(EXERCISE INSTRUCTIONS)
Repeat the records. Each line must match exactly.

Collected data
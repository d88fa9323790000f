use url::Url;

use crate::error::{Error, Result};

/// Content type used when no decorator sets one.
pub const DEFAULT_CONTENT_TYPE: &str = "application/octet-stream";

/// One fully specified HTTP call.
///
/// Built once through [`RequestParamsBuilder`] and immutable afterwards.
/// `method` and `base_url` are always present and `base_url` parses as a URL.
#[derive(Debug, Clone, PartialEq, Eq)]
pub struct RequestParams {
    method: String,
    base_url: String,
    path: Option<String>,
    query_params: Vec<(String, String)>,
    headers: Vec<(String, String)>,
    non_chunked_body: bool,
    content_type: String,
    body: Option<String>,
}

impl RequestParams {
    pub fn builder() -> RequestParamsBuilder {
        RequestParamsBuilder::default()
    }

    pub fn method(&self) -> &str {
        &self.method
    }

    pub fn base_url(&self) -> &str {
        &self.base_url
    }

    pub fn path(&self) -> Option<&str> {
        self.path.as_deref()
    }

    pub fn query_params(&self) -> &[(String, String)] {
        &self.query_params
    }

    /// Headers in the order they were first set.
    pub fn headers(&self) -> &[(String, String)] {
        &self.headers
    }

    pub fn header(&self, name: &str) -> Option<&str> {
        lookup(&self.headers, name)
    }

    pub fn query_param(&self, name: &str) -> Option<&str> {
        lookup(&self.query_params, name)
    }

    pub fn non_chunked_body(&self) -> bool {
        self.non_chunked_body
    }

    pub fn content_type(&self) -> &str {
        &self.content_type
    }

    /// Body for calls that carry a fixed payload (proxied source calls).
    pub fn body(&self) -> Option<&str> {
        self.body.as_deref()
    }

    /// Base URL joined with the path, plus the query parameters.
    pub fn url(&self) -> Result<Url> {
        let joined = match self.path.as_deref().map(|p| p.trim_start_matches('/')) {
            Some(path) if !path.is_empty() => {
                format!("{}/{}", self.base_url.trim_end_matches('/'), path)
            }
            _ => self.base_url.clone(),
        };
        let mut url = Url::parse(&joined).map_err(|source| Error::InvalidUrl {
            url: joined.clone(),
            source,
        })?;
        if !self.query_params.is_empty() {
            url.query_pairs_mut()
                .extend_pairs(self.query_params.iter().map(|(k, v)| (k.as_str(), v.as_str())));
        }
        Ok(url)
    }
}

/// Mutable builder passed through the decorator chain.
///
/// Setting a header or query parameter that already exists replaces its
/// value in place, so later decorators win.
#[derive(Debug, Clone, Default)]
pub struct RequestParamsBuilder {
    method: Option<String>,
    base_url: Option<String>,
    path: Option<String>,
    query_params: Vec<(String, String)>,
    headers: Vec<(String, String)>,
    non_chunked_body: bool,
    content_type: Option<String>,
    body: Option<String>,
}

impl RequestParamsBuilder {
    pub fn method(&mut self, method: impl Into<String>) -> &mut Self {
        self.method = Some(method.into().to_ascii_uppercase());
        self
    }

    pub fn base_url(&mut self, base_url: impl Into<String>) -> &mut Self {
        self.base_url = Some(base_url.into());
        self
    }

    pub fn path(&mut self, path: impl Into<String>) -> &mut Self {
        self.path = Some(path.into());
        self
    }

    pub fn query_param(&mut self, name: impl Into<String>, value: impl Into<String>) -> &mut Self {
        upsert(&mut self.query_params, name.into(), value.into());
        self
    }

    /// Parse a raw `a=1&b=2` query string and add each pair.
    pub fn query_string(&mut self, query: &str) -> &mut Self {
        let query = query.trim_start_matches('?');
        for (name, value) in url::form_urlencoded::parse(query.as_bytes()) {
            upsert(&mut self.query_params, name.into_owned(), value.into_owned());
        }
        self
    }

    pub fn header(&mut self, name: impl Into<String>, value: impl Into<String>) -> &mut Self {
        upsert(&mut self.headers, name.into(), value.into());
        self
    }

    pub fn non_chunked_body(&mut self, non_chunked: bool) -> &mut Self {
        self.non_chunked_body = non_chunked;
        self
    }

    pub fn content_type(&mut self, content_type: impl Into<String>) -> &mut Self {
        self.content_type = Some(content_type.into());
        self
    }

    pub fn body(&mut self, body: impl Into<String>) -> &mut Self {
        self.body = Some(body.into());
        self
    }

    pub fn current_method(&self) -> Option<&str> {
        self.method.as_deref()
    }

    pub fn current_content_type(&self) -> Option<&str> {
        self.content_type.as_deref()
    }

    pub fn build(self) -> Result<RequestParams> {
        let method = self
            .method
            .ok_or_else(|| Error::Validation("request method is required".into()))?;
        let base_url = self.base_url.ok_or(Error::MissingProperty(super::address::keys::BASE_URL))?;
        Url::parse(&base_url).map_err(|source| Error::InvalidUrl {
            url: base_url.clone(),
            source,
        })?;

        Ok(RequestParams {
            method,
            base_url,
            path: self.path,
            query_params: self.query_params,
            headers: self.headers,
            non_chunked_body: self.non_chunked_body,
            content_type: self
                .content_type
                .unwrap_or_else(|| DEFAULT_CONTENT_TYPE.to_string()),
            body: self.body,
        })
    }
}

fn upsert(pairs: &mut Vec<(String, String)>, name: String, value: String) {
    match pairs.iter_mut().find(|(k, _)| *k == name) {
        Some(slot) => slot.1 = value,
        None => pairs.push((name, value)),
    }
}

fn lookup<'a>(pairs: &'a [(String, String)], name: &str) -> Option<&'a str> {
    pairs
        .iter()
        .find(|(k, _)| k == name)
        .map(|(_, v)| v.as_str())
}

(RESPONSE TO THIS TASK)
repository d88fa9323790000f
use url::Url;

use crate::error::{Error, Result};

/// Content type used when no decorator sets one.
pub const DEFAULT_CONTENT_TYPE: &str = "application/octet-stream";

/// One fully specified HTTP call.
///
/// Built once through [`RequestParamsBuilder`] and immutable afterwards.
/// `method` and `base_url` are always present and `base_url` parses as a URL.
#[derive(Debug, Clone, PartialEq, Eq)]
pub struct RequestParams {
    method: String,
    base_url: String,
    path: Option<String>,
    query_params: Vec<(String, String)>,
    headers: Vec<(String, String)>,
    non_chunked_body: bool,
    content_type: String,
    body: Option<String>,
}

impl RequestParams {
    pub fn builder() -> RequestParamsBuilder {
        RequestParamsBuilder::default()
    }

    pub fn method(&self) -> &str {
        &self.method
    }

    pub fn base_url(&self) -> &str {
        &self.base_url
    }

    pub fn path(&self) -> Option<&str> {
        self.path.as_deref()
    }

    pub fn query_params(&self) -> &[(String, String)] {
        &self.query_params
    }

    /// Headers in the order they were first set.
    pub fn headers(&self) -> &[(String, String)] {
        &self.headers
    }

    pub fn header(&self, name: &str) -> Option<&str> {
        lookup(&self.headers, name)
    }

    pub fn query_param(&self, name: &str) -> Option<&str> {
        lookup(&self.query_params, name)
    }

    pub fn non_chunked_body(&self) -> bool {
        self.non_chunked_body
    }

    pub fn content_type(&self) -> &str {
        &self.content_type
    }

    /// Body for calls that carry a fixed payload (proxied source calls).
    pub fn body(&self) -> Option<&str> {
        self.body.as_deref()
    }

    /// Base URL joined with the path, plus the query parameters.
    pub fn url(&self) -> Result<Url> {
        let joined = match self.path.as_deref().map(|p| p.trim_start_matches('/')) {
            Some(path) if !path.is_empty() => {
                format!("{}/{}", self.base_url.trim_end_matches('/'), path)
            }
            _ => self.base_url.clone(),
        };
        let mut url = Url::parse(&joined).map_err(|source| Error::InvalidUrl {
            url: joined.clone(),
            source,
        })?;
        if !self.query_params.is_empty() {
            url.query_pairs_mut()
                .extend_pairs(self.query_params.iter().map(|(k, v)| (k.as_str(), v.as_str())));
        }
        Ok(url)
    }
}

/// Mutable builder passed through the decorator chain.
///
/// Setting a header or query parameter that already exists replaces its
/// value in place, so later decorators win.
#[derive(Debug, Clone, Default)]
pub struct RequestParamsBuilder {
    method: Option<String>,
    base_url: Option<String>,
    path: Option<String>,
    query_params: Vec<(String, String)>,
    headers: Vec<(String, String)>,
    non_chunked_body: bool,
    content_type: Option<String>,
    body: Option<String>,
}

impl RequestParamsBuilder {
    pub fn method(&mut self, method: impl Into<String>) -> &mut Self {
        self.method = Some(method.into().to_ascii_uppercase());
        self
    }

    pub fn base_url(&mut self, base_url: impl Into<String>) -> &mut Self {
        self.base_url = Some(base_url.into());
        self
    }

    pub fn path(&mut self, path: impl Into<String>) -> &mut Self {
        self.path = Some(path.into());
        self
    }

    pub fn query_param(&mut self, name: impl Into<String>, value: impl Into<String>) -> &mut Self {
        upsert(&mut self.query_params, name.into(), value.into());
        self
    }

    /// Parse a raw `a=1&b=2` query string and add each pair.
    pub fn query_string(&mut self, query: &str) -> &mut Self {
        let query = query.trim_start_matches('?');
        for (name, value) in url::form_urlencoded::parse(query.as_bytes()) {
            upsert(&mut self.query_params, name.into_owned(), value.into_owned());
        }
        self
    }

    pub fn header(&mut self, name: impl Into<String>, value: impl Into<String>) -> &mut Self {
        upsert(&mut self.headers, name.into(), value.into());
        self
    }

    pub fn non_chunked_body(&mut self, non_chunked: bool) -> &mut Self {
        self.non_chunked_body = non_chunked;
        self
    }

    pub fn content_type(&mut self, content_type: impl Into<String>) -> &mut Self {
        self.content_type = Some(content_type.into());
        self
    }

    pub fn body(&mut self, body: impl Into<String>) -> &mut Self {
        self.body = Some(body.into());
        self
    }

    pub fn current_method(&self) -> Option<&str> {
        self.method.as_deref()
    }

    pub fn current_content_type(&self) -> Option<&str> {
        self.content_type.as_deref()
    }

    pub fn build(self) -> Result<RequestParams> {
        let method = self
            .method
            .ok_or_else(|| Error::Validation("request method is required".into()))?;
        let base_url = self.base_url.ok_or(Error::MissingProperty(super::address::keys::BASE_URL))?;
        Url::parse(&base_url).map_err(|source| Error::InvalidUrl {
            url: base_url.clone(),
            source,
        })?;

        Ok(RequestParams {
            method,
            base_url,
            path: self.path,
            query_params: self.query_params,
            headers: self.headers,
            non_chunked_body: self.non_chunked_body,
            content_type: self
                .content_type
                .unwrap_or_else(|| DEFAULT_CONTENT_TYPE.to_string()),
            body: self.body,
        })
    }
}

fn upsert(pairs: &mut Vec<(String, String)>, name: String, value: String) {
    match pairs.iter_mut().find(|(k, _)| *k == name) {
        Some(slot) => slot.1 = value,
        None => pairs.push((name, value)),
    }
}

fn lookup<'a>(pairs: &'a [(String, String)], name: &str) -> Option<&'a str> {
    pairs
        .iter()
        .find(|(k, _)| k == name)
        .map(|(_, v)| v.as_str())
}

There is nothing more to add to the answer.